Kagi had a rough couple months on the PR side, and a comment from another Lemmy user arguing that they aren't using Google's index set me off... because I had just read a couple weeks ago on their own websites that they primarily use Google's search index.

Lo and behold, that user was "right": No mention of Google whatsoever on Kagi's Search Sources page. If that's all you had to go off of, you'd be excused for thinking they are only using their internal index to power their web search since that's what they now strongly imply. The only "reference" to external indexes is this nebulous sentence:

Our search results also include anonymized API calls to all major search result providers worldwide, specialized search engines like Marginalia, and sources of vertical information [...]

... Unless one goes to check that pesky Wayback Machine. Here is the same page from March 2024, which I will copy/paste here for posterity:

Search Sources

You can think of Kagi as a "search client," working like an email client that connects to various indexes and sources, including ours, to find relevant results and package them into a superior, secure, and privacy-respecting search experience, all happening automatically and in a split-second for you.

External

Our data includes anonymized API calls to traditional search indexes like Google, Yandex, Mojeek and Brave, specialized search engines like Marginalia, and sources of vertical information like Wolfram Alpha, Apple, Wikipedia, Open Meteo, Yelp, TripAdvisor and other APIs. Typically every search query on Kagi will call a number of different sources at the same time, all with the purpose of bringing the best possible search results to the user.
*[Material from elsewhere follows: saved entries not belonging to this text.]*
//! Triangle shape.

use kurbo::{BezPath, Point, Rect};
use serde::{Deserialize, Serialize};

/// An isosceles triangle spanning its drawing rect: apex at the top
/// midpoint, base along the bottom edge. Carries no parameters; the
/// geometry is derived entirely from the rect.
#[derive(Debug, Clone, Copy, Default, PartialEq, Eq, Serialize, Deserialize)]
pub struct Triangle;

impl Triangle {
    pub fn new() -> Self {
        Self
    }

    /// Compute the triangle outline inside `rect`.
    ///
    /// A zero-width or zero-height rect yields a degenerate (flat)
    /// path; no division is involved.
    pub fn path_in(&self, rect: Rect) -> BezPath {
        let apex = Point::new(rect.center().x, rect.y0);

        let mut path = BezPath::new();
        path.move_to(apex);
        path.line_to(Point::new(rect.x0, rect.y1));
        path.line_to(Point::new(rect.x1, rect.y1));
        path.line_to(apex);
        path
    }
}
For example, when you search for images in Kagi, we use 7 different sources of information (including non-typical sources such as Flickr and Wikipedia Commons), trying to surface the very best image results for your query. The same is also the case for Kagi's Video/News/Podcasts results.

Internal

But most importantly, we are known for our unique results, coming from our web index (internal name - Teclis) and news index (internal name - TinyGem). Kagi's indexes provide unique results that help you discover non-commercial websites and "small web" discussions surrounding a particular topic. Kagi's Teclis and TinyGem indexes are both available as an API.
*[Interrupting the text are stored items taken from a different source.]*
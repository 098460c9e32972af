//! Parametric shape definitions.
//!
//! Each shape is a plain value whose `path_in(rect)` method maps its
//! parameters to a [`BezPath`] inside a target drawing rect (origin
//! top-left, y down). Paths are rebuilt from scratch on every call;
//! nothing is cached or shared.

mod arc;
mod checkerbox;
mod color_wheel;
mod flower;
mod trapezoid;
mod triangle;

pub use arc::Arc;
pub use checkerbox::{Checkerbox, GridSize};
pub use color_wheel::{ColorCyclingCircle, ColorRing};
pub use flower::Flower;
pub use trapezoid::Trapezoid;
pub use triangle::Triangle;

use kurbo::{BezPath, Rect};
use serde::{Deserialize, Serialize};
use thiserror::Error;

/// Flattening tolerance used when converting analytic curves to cubics.
pub(crate) const PATH_TOLERANCE: f64 = 0.1;

/// Shape parameter errors.
///
/// Constructors fail fast on out-of-range parameters instead of
/// producing degenerate geometry. Clamps specified per shape (the arc's
/// inset radius) stay clamps and are not errors.
#[derive(Debug, Error, PartialEq, Eq)]
pub enum ShapeError {
    #[error("invalid parameter: rows must be >= 1")]
    RowsOutOfRange,
    #[error("invalid parameter: columns must be >= 1")]
    ColumnsOutOfRange,
    #[error("invalid parameter: steps must be >= 1")]
    StepsOutOfRange,
    #[error("invalid parameter: amount must be in [0, 1)")]
    AmountOutOfRange,
}

/// Enum wrapper for all shape kinds (for serialization and dispatch).
#[derive(Debug, Clone, Serialize, Deserialize)]
pub enum Shape {
    Triangle(Triangle),
    Arc(Arc),
    Flower(Flower),
    Trapezoid(Trapezoid),
    Checkerbox(Checkerbox),
    ColorCyclingCircle(ColorCyclingCircle),
}

impl Shape {
    /// Compute the outline path for this shape inside `rect`.
    ///
    /// The color-cycling circle contributes only its outermost ring
    /// here; per-ring geometry and colors come from
    /// [`ColorCyclingCircle::rings`].
    pub fn path_in(&self, rect: Rect) -> BezPath {
        match self {
            Shape::Triangle(s) => s.path_in(rect),
            Shape::Arc(s) => s.path_in(rect),
            Shape::Flower(s) => s.path_in(rect),
            Shape::Trapezoid(s) => s.path_in(rect),
            Shape::Checkerbox(s) => s.path_in(rect),
            Shape::ColorCyclingCircle(_) => ColorCyclingCircle::ring_path(rect, 0.0),
        }
    }

    /// Re-check parameter constraints, e.g. after deserialization.
    pub fn validate(&self) -> Result<(), ShapeError> {
        match self {
            Shape::Checkerbox(s) => s.validate(),
            Shape::ColorCyclingCircle(s) => s.validate(),
            _ => Ok(()),
        }
    }
}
We do not stop there and we are always trying new things to surface relevant, high-quality results. For example, we recently launched the Kagi Small Web initiative which platforms content from personal blogs and discussions around the web. Discovering high quality content written without the motive of financial gain, gives Kagi's search results a unique flavor and makes it feel more humane to use.


Of course, running an index is crazy expensive. By their own admission, Teclis is narrowly focused on "non-commercial websites and 'small web' discussions". Mojeek indexes nowhere near enough things to meaningfully compete with Google, and Yandex specializes in the Russosphere. Bing (Google's only meaningful direct indexing competitor) is not named so I assume they don't use it. So it's not a leap to say that Google powers most of English-speaking web searches, just like Bing powers almost all search alternatives such as DDG.

I don't personally mind that they use Google as an index (it makes the most sense and it's still the highest-quality one out there IMO, and Kagi can't compete with Google's sheer capital on the indexing front). But I do mind a lot that they aren't being transparent about it anymore. This is very shady and misleading, which is a shame because Kagi otherwise provides a valuable and higher quality service than Google's free search does.